Exercise goal: Your answer must be every line of the data below that holds the string "model", copied exactly.

=== Section Start ===

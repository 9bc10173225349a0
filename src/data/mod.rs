/// Data layer: core types, loading, filtering and reshaping.
///
/// Architecture:
/// ```text
///  data/nba_data_processed.csv
///        │
///        ▼
///   ┌──────────┐
///   │  loader   │  parse file → Dataset          (once, via cache)
///   └──────────┘
///        │
///        ▼
///   ┌──────────┐
///   │  filter   │  positions ∩ age range → surviving records
///   └──────────┘
///        │
///        ▼
///   ┌───────────┐
///   │ aggregate  │  mean PTS per (age, position) → wide AggregatedTable
///   └───────────┘
///        │
///        ▼
///   ┌──────────┐
///   │  reshape  │  wide → long ChartSeries for the line chart
///   └──────────┘
/// ```

pub mod aggregate;
pub mod cache;
pub mod filter;
pub mod loader;
pub mod model;
pub mod reshape;
use std::path::PathBuf;

use serde::Deserialize;

use crate::data::model::DEFAULT_POSITION_CODES;

/// Fixed location of the dataset, relative to the working directory.
pub const DEFAULT_DATA_PATH: &str = "data/nba_data_processed.csv";

/// Everything the dashboard treats as a constant: where the data lives, the
/// slider domain, initial widget values and chart styling.
#[derive(Debug, Clone, PartialEq, Deserialize)]
#[serde(default)]
pub struct DashboardConfig {
    pub data_path: PathBuf,
    /// Inclusive domain of the age slider.
    pub age_slider: (u32, u32),
    pub default_ages: (u32, u32),
    pub default_positions: Vec<String>,
    pub chart_height: f32,
    pub axis_title_size: f32,
    pub legend_label_size: f32,
    pub window_size: [f32; 2],
    pub min_window_size: [f32; 2],
}

impl Default for DashboardConfig {
    fn default() -> Self {
        Self {
            data_path: PathBuf::from(DEFAULT_DATA_PATH),
            age_slider: (18, 40),
            default_ages: (20, 30),
            default_positions: DEFAULT_POSITION_CODES.iter().map(|c| c.to_string()).collect(),
            chart_height: 320.0,
            axis_title_size: 14.0,
            legend_label_size: 12.0,
            window_size: [1100.0, 820.0],
            min_window_size: [640.0, 480.0],
        }
    }
}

=== Section End ===

Exercise response:
pub mod model;
use crate::data::model::DEFAULT_POSITION_CODES;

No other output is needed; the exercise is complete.